→ Exercise instructions
How many lines below include the string "rejected"? State the number alone.

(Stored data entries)
=== Section Start ===

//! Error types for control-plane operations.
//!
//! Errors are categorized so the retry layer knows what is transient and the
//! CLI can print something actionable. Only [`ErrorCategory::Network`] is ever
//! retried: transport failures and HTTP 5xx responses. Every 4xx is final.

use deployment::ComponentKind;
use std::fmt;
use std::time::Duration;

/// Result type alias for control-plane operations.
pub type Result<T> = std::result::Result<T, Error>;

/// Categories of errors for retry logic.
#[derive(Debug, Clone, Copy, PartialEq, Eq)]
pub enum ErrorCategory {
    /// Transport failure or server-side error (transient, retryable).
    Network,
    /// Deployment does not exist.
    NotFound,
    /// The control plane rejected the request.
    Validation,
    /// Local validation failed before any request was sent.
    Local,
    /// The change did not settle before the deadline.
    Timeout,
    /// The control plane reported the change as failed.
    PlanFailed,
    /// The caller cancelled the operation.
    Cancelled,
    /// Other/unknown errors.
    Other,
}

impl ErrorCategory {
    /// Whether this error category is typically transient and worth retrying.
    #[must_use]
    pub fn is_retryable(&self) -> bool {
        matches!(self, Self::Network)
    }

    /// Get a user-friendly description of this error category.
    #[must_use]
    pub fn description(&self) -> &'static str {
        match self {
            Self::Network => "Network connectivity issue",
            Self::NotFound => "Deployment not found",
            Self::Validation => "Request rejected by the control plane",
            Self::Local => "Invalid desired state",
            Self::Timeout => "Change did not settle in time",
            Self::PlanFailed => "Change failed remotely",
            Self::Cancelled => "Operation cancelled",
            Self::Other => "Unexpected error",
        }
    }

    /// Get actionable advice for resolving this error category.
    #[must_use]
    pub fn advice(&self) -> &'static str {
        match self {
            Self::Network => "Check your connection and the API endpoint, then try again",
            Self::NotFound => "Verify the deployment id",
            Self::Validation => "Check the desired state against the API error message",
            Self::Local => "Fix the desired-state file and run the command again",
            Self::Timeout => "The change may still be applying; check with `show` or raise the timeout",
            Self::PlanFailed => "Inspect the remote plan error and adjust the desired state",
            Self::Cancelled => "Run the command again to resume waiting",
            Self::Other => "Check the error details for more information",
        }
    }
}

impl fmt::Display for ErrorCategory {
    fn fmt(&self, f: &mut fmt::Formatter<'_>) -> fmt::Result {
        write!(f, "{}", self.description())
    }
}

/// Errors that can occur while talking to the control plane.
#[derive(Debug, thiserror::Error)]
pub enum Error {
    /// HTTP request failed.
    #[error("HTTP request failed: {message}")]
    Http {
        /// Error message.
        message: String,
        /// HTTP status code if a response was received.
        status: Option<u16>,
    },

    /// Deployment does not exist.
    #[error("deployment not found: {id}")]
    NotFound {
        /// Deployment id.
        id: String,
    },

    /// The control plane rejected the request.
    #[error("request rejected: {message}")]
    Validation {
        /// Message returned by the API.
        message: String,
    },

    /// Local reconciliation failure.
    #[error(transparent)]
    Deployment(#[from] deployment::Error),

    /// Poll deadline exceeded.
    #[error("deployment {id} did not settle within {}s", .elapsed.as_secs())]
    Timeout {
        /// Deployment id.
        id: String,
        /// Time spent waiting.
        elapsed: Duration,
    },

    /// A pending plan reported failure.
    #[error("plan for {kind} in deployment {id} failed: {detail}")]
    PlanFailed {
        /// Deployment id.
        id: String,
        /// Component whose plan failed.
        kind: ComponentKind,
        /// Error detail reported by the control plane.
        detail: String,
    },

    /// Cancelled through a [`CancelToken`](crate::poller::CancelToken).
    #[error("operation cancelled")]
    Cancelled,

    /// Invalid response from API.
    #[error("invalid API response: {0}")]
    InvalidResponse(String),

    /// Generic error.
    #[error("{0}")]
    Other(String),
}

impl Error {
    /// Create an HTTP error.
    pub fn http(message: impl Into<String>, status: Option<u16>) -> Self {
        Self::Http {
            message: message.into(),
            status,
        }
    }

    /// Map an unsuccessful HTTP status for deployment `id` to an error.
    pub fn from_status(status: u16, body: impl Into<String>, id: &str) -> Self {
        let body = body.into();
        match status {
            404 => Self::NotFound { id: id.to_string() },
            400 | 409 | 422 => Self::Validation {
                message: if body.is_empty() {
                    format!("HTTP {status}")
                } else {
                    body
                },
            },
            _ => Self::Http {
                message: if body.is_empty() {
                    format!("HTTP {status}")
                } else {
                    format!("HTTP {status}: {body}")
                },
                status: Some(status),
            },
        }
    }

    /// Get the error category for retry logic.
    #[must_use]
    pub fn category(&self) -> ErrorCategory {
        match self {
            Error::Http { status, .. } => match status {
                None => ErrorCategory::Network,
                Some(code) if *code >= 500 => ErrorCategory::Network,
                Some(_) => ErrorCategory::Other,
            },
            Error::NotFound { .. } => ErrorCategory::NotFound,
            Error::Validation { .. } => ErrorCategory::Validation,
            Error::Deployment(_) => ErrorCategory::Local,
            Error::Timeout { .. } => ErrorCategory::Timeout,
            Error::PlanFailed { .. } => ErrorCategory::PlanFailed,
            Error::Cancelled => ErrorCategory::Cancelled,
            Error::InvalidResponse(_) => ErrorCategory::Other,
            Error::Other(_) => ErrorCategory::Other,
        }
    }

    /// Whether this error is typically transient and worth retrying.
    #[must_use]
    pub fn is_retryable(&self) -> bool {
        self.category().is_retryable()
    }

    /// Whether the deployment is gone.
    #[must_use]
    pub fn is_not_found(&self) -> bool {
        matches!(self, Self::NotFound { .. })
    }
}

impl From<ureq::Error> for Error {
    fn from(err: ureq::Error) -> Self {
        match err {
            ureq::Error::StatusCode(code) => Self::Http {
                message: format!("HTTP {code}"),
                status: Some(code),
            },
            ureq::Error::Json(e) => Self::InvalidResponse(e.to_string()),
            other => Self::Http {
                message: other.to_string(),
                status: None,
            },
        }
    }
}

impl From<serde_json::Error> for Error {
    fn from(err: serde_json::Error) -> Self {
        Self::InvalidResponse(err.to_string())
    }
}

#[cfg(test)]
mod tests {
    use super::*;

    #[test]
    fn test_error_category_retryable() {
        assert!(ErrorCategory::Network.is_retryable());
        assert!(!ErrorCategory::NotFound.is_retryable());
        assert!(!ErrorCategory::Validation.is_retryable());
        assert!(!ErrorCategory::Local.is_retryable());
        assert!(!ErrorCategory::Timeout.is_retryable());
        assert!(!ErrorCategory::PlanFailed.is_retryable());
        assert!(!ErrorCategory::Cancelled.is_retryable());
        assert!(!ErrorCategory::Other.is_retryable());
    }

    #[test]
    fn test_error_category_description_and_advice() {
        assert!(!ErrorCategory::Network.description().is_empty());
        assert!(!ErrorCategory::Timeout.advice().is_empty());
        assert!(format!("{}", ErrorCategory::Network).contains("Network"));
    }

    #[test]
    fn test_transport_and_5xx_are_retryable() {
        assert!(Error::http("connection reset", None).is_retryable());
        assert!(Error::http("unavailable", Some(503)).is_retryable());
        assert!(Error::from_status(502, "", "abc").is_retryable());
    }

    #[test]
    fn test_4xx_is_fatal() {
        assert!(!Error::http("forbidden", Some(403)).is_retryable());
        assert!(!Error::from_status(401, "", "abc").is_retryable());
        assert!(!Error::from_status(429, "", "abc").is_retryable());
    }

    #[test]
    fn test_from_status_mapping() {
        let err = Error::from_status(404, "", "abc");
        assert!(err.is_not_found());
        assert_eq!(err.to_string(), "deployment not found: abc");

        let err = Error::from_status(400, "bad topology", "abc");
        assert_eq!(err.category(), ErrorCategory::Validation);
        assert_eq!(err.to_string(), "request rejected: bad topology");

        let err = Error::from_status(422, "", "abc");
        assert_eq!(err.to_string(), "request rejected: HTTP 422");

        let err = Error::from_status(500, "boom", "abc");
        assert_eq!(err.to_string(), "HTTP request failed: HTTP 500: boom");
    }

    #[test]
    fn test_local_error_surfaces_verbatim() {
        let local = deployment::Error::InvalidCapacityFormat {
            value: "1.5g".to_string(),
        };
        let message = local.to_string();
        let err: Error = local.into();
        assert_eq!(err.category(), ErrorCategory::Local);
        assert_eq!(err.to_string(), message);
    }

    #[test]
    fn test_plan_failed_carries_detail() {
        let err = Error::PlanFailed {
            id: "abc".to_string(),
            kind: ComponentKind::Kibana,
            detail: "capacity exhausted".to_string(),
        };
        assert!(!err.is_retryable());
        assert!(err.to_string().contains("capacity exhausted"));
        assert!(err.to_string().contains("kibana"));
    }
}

=== Section End ===
=== Section Start ===

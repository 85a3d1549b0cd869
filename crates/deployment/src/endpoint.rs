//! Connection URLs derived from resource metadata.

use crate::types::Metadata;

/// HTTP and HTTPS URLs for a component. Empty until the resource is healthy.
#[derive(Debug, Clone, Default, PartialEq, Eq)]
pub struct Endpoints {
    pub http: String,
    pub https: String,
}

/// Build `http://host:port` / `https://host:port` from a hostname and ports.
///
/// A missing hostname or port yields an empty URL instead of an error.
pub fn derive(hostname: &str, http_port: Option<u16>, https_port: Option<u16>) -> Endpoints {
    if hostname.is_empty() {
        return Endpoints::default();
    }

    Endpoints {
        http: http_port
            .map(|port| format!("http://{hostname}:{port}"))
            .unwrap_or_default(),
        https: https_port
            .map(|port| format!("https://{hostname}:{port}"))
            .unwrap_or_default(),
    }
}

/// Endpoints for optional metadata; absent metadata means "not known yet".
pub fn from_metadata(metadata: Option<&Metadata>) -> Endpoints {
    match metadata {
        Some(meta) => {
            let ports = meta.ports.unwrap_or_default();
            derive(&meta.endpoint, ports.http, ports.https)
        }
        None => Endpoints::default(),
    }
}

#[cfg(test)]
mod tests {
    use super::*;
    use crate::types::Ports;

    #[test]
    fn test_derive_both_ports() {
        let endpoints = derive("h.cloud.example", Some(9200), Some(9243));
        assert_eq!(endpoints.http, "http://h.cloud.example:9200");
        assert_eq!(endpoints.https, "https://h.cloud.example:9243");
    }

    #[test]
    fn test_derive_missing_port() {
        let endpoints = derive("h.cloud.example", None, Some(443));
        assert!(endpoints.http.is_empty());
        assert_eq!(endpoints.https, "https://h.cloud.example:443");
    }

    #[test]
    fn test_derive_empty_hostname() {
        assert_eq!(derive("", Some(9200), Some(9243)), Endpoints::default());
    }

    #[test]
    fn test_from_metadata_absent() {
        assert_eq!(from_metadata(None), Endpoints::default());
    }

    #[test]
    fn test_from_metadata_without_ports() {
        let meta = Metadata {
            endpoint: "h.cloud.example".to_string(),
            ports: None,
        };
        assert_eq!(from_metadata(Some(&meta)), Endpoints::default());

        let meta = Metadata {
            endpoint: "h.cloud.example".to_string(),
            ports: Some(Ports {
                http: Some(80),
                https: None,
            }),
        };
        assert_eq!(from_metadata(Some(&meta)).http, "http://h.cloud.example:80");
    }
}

=== Section End ===

→ Exercise output
6